Implicit in both the preface and introduction, though never very
clearly stated, is the assumption that the best way for children to
get familiar with the Internet is to have parents who use and know the
net themselves. Extended from other areas of study, this is an
educational no-brainer: children whose parents read tend to read;
children whose parents have wide ranging interests tend to develop
broad pursuits. The book also states that no single approach to the
Internet is suitable for all children, and, again, this is obvious to
anyone familiar with the technology. The net is not a single tool,
like a telephone or television, but is an enormous educational
toolbox, much more akin to a library.
This being the case, writing a guide to children's use of the net is a
rather daunting task, one that many before the current authors have
failed to fulfill adequately.
Part one is entitled "Parent Preparation," which could suggest either
preparation *of* parents, themselves, or preparation that parents do
before taking their kids online. Chapter one, despite the protest in
the preface, is a promotional piece on Internet use, leaning to the
hard sell "you're gonna be left behind" position. The advice in
chapter two, to get some familiarity with the net yourself before
surfing with the kids, is good, as far as it goes. Unfortunately, it
doesn't go far enough in teaching the parent about the various net
applications. Ultimately, the advice in the whole section boils down
to "Jump in. Now." (The air of unreality about this whole work is
heightened by the fact that the first sentence in the next section
congratulates the reader on "mastering" the art of Web searching and
Part two starts to lay out age related materials, and also reveals
another limitation of the book: this is about the Web, not the whole
Internet. Chapter three starts with pre-schoolers, noting that they
need practice in eye-hand coordination and have short attention spans.

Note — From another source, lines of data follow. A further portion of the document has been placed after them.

//! Deterministic nonce derivation: HKDF-SHA256 over a monotonic counter
//!
//! ```text
//! nonce = HKDF-SHA256(ikm = nonce_key, salt = salt, info = context || decimal(counter))[..24]
//! ```
//!
//! The same tuple always yields the same nonce; distinct counters yield
//! independent nonces. Uniqueness per key therefore only requires never
//! reusing a counter value, which the engine's atomic counter enforces.

use hkdf::Hkdf;
use rand::rngs::OsRng;
use rand::RngCore;
use sha2::digest::typenum::Unsigned;
use sha2::digest::OutputSizeUser;
use sha2::Sha256;
use std::sync::atomic::{AtomicU64, Ordering};

use pairseal_core::{SealError, SealResult, KEY_SIZE, NONCE_SIZE};

// The salt length is tied to the hash output size. Changing the hash means
// revisiting the salt size.
const _: () = assert!(
    <<Sha256 as OutputSizeUser>::OutputSize as Unsigned>::USIZE == KEY_SIZE,
    "salt size must match the HKDF hash output size"
);

/// Derive the nonce for `counter` under (`nonce_key`, `salt`, `context`).
pub fn derive_nonce(
    nonce_key: &[u8; KEY_SIZE],
    salt: &[u8; KEY_SIZE],
    context: &str,
    counter: u64,
) -> SealResult<[u8; NONCE_SIZE]> {
    let hkdf = Hkdf::<Sha256>::new(Some(&salt[..]), &nonce_key[..]);
    let info = format!("{context}{counter}");

    let mut nonce = [0u8; NONCE_SIZE];
    hkdf.expand(info.as_bytes(), &mut nonce)
        .map_err(|e| SealError::NonceDerivation(e.to_string()))?;
    Ok(nonce)
}

/// Monotonic counter feeding [`derive_nonce`].
///
/// Each call to `claim` returns a value no other caller of the
/// same counter will ever see, even under concurrent use. The counter never
/// wraps; it fails with [`SealError::NonceExhausted`] at `u64::MAX`.
#[derive(Debug)]
pub(crate) struct NonceCounter {
    next: AtomicU64,
}

impl NonceCounter {
    pub(crate) fn starting_at(start: u64) -> Self {
        Self {
            next: AtomicU64::new(start),
        }
    }

    /// A counter starting at a random point in `[0, 2^63)`.
    ///
    /// Counters are not persisted, so two engines built from the same stored
    /// keys (e.g. across restarts) must not start from the same value.
    pub(crate) fn seeded() -> SealResult<Self> {
        let mut seed = [0u8; 8];
        OsRng
            .try_fill_bytes(&mut seed)
            .map_err(|e| SealError::NonceDerivation(format!("seeding nonce counter: {e}")))?;
        Ok(Self::starting_at(u64::from_be_bytes(seed) >> 1))
    }

    /// Claim the next unused counter value.
    pub(crate) fn claim(&self) -> SealResult<u64> {
        self.next
            .fetch_update(Ordering::AcqRel, Ordering::Acquire, |current| {
                current.checked_add(1)
            })
            .map_err(|_| SealError::NonceExhausted)
    }
}

#[cfg(test)]
mod tests {
    use super::*;
    use proptest::prelude::*;
    use std::collections::HashSet;
    use std::sync::Arc;
    use std::thread;

    const KEY: [u8; KEY_SIZE] = [0x42; KEY_SIZE];
    const SALT: [u8; KEY_SIZE] = [0x17; KEY_SIZE];

    #[test]
    fn test_nonce_uniqueness_over_counter() {
        let mut seen = HashSet::new();
        for counter in 0..1000u64 {
            let nonce = derive_nonce(&KEY, &SALT, "test", counter).unwrap();
            assert!(seen.insert(nonce), "duplicate nonce at counter {counter}");
        }
    }

    #[test]
    fn test_nonce_determinism() {
        let a = derive_nonce(&KEY, &SALT, "sec51", 7).unwrap();
        let b = derive_nonce(&KEY, &SALT, "sec51", 7).unwrap();
        assert_eq!(a, b);
    }

    #[test]
    fn test_nonce_depends_on_every_input() {
        let base = derive_nonce(&KEY, &SALT, "ctx", 1).unwrap();
        assert_ne!(base, derive_nonce(&[0x43; KEY_SIZE], &SALT, "ctx", 1).unwrap());
        assert_ne!(base, derive_nonce(&KEY, &[0x18; KEY_SIZE], "ctx", 1).unwrap());
        assert_ne!(base, derive_nonce(&KEY, &SALT, "ctx2", 1).unwrap());
        assert_ne!(base, derive_nonce(&KEY, &SALT, "ctx", 2).unwrap());
    }

    #[test]
    fn test_matches_plain_hkdf_sha256() {
        let hkdf = Hkdf::<Sha256>::new(Some(&SALT[..]), &KEY[..]);
        let mut expected = [0u8; NONCE_SIZE];
        hkdf.expand(b"peer42", &mut expected).unwrap();

        assert_eq!(derive_nonce(&KEY, &SALT, "peer", 42).unwrap(), expected);
    }

    #[test]
    fn test_salt_size_matches_hash_output() {
        assert_eq!(Sha256::output_size(), KEY_SIZE);
    }

    #[test]
    fn test_counter_claims_are_sequential() {
        let counter = NonceCounter::starting_at(10);
        assert_eq!(counter.claim().unwrap(), 10);
        assert_eq!(counter.claim().unwrap(), 11);
        assert_eq!(counter.claim().unwrap(), 12);
    }

    #[test]
    fn test_counter_never_wraps() {
        let counter = NonceCounter::starting_at(u64::MAX - 1);
        assert_eq!(counter.claim().unwrap(), u64::MAX - 1);
        assert!(matches!(counter.claim(), Err(SealError::NonceExhausted)));
        assert!(matches!(counter.claim(), Err(SealError::NonceExhausted)));
    }

    #[test]
    fn test_seeded_counter_has_headroom() {
        let counter = NonceCounter::seeded().unwrap();
        assert!(counter.claim().unwrap() < 1 << 63);
    }

    #[test]
    fn test_concurrent_claims_are_unique() {
        let counter = Arc::new(NonceCounter::starting_at(0));
        let handles: Vec<_> = (0..8)
            .map(|_| {
                let counter = Arc::clone(&counter);
                thread::spawn(move || {
                    (0..500)
                        .map(|_| counter.claim().unwrap())
                        .collect::<Vec<_>>()
                })
            })
            .collect();

        let mut all = HashSet::new();
        for h in handles {
            for value in h.join().unwrap() {
                assert!(all.insert(value), "counter value {value} claimed twice");
            }
        }
        assert_eq!(all.len(), 8 * 500);
    }

    proptest! {
        #[test]
        fn derive_is_deterministic(
            key in any::<[u8; 32]>(),
            salt in any::<[u8; 32]>(),
            context in "[a-z0-9_]{0,24}",
            counter in any::<u64>(),
        ) {
            let a = derive_nonce(&key, &salt, &context, counter).unwrap();
            let b = derive_nonce(&key, &salt, &context, counter).unwrap();
            prop_assert_eq!(a, b);
        }

        #[test]
        fn consecutive_counters_differ(
            key in any::<[u8; 32]>(),
            salt in any::<[u8; 32]>(),
            counter in 0..u64::MAX,
        ) {
            let a = derive_nonce(&key, &salt, "peer", counter).unwrap();
            let b = derive_nonce(&key, &salt, "peer", counter + 1).unwrap();
            prop_assert_ne!(a, b);
        }
    }
}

Despite the fact that interactive CD-ROMs are much more suitable at
this level, the book does not hesitate to recommend activity sites on
the net. The recommendations to surf with your primary age child are
very good, but the latter half of chapter four again fails to note
that the readiness and suggested activities can be accomplished as
easily offline as on, and much faster, to boot. The lack of
background material in the book overall will probably be felt most
keenly while reading chapter five, where parents are told to start
modelling confidence and perseverance in net usage. Chapter six
starts to get into ages where students could be using the net as a
school research resource, but searching functions are still not being
explained. In addition, the book, at this point, suggests that
children be told about anonymity and identification, but the technical
side of this issue is extremely weak. The net hardly figures at all
in the generic discussion of tolerance and increasing independence in
chapters seven and eight. Chapter nine is a reprise of the major
topics in this section.
Part three contains miscellaneous subjects. Chapter ten presents a
good overview of the failings of filtering and rating systems, but
that basically restricts safety on the net to "surf with your kids."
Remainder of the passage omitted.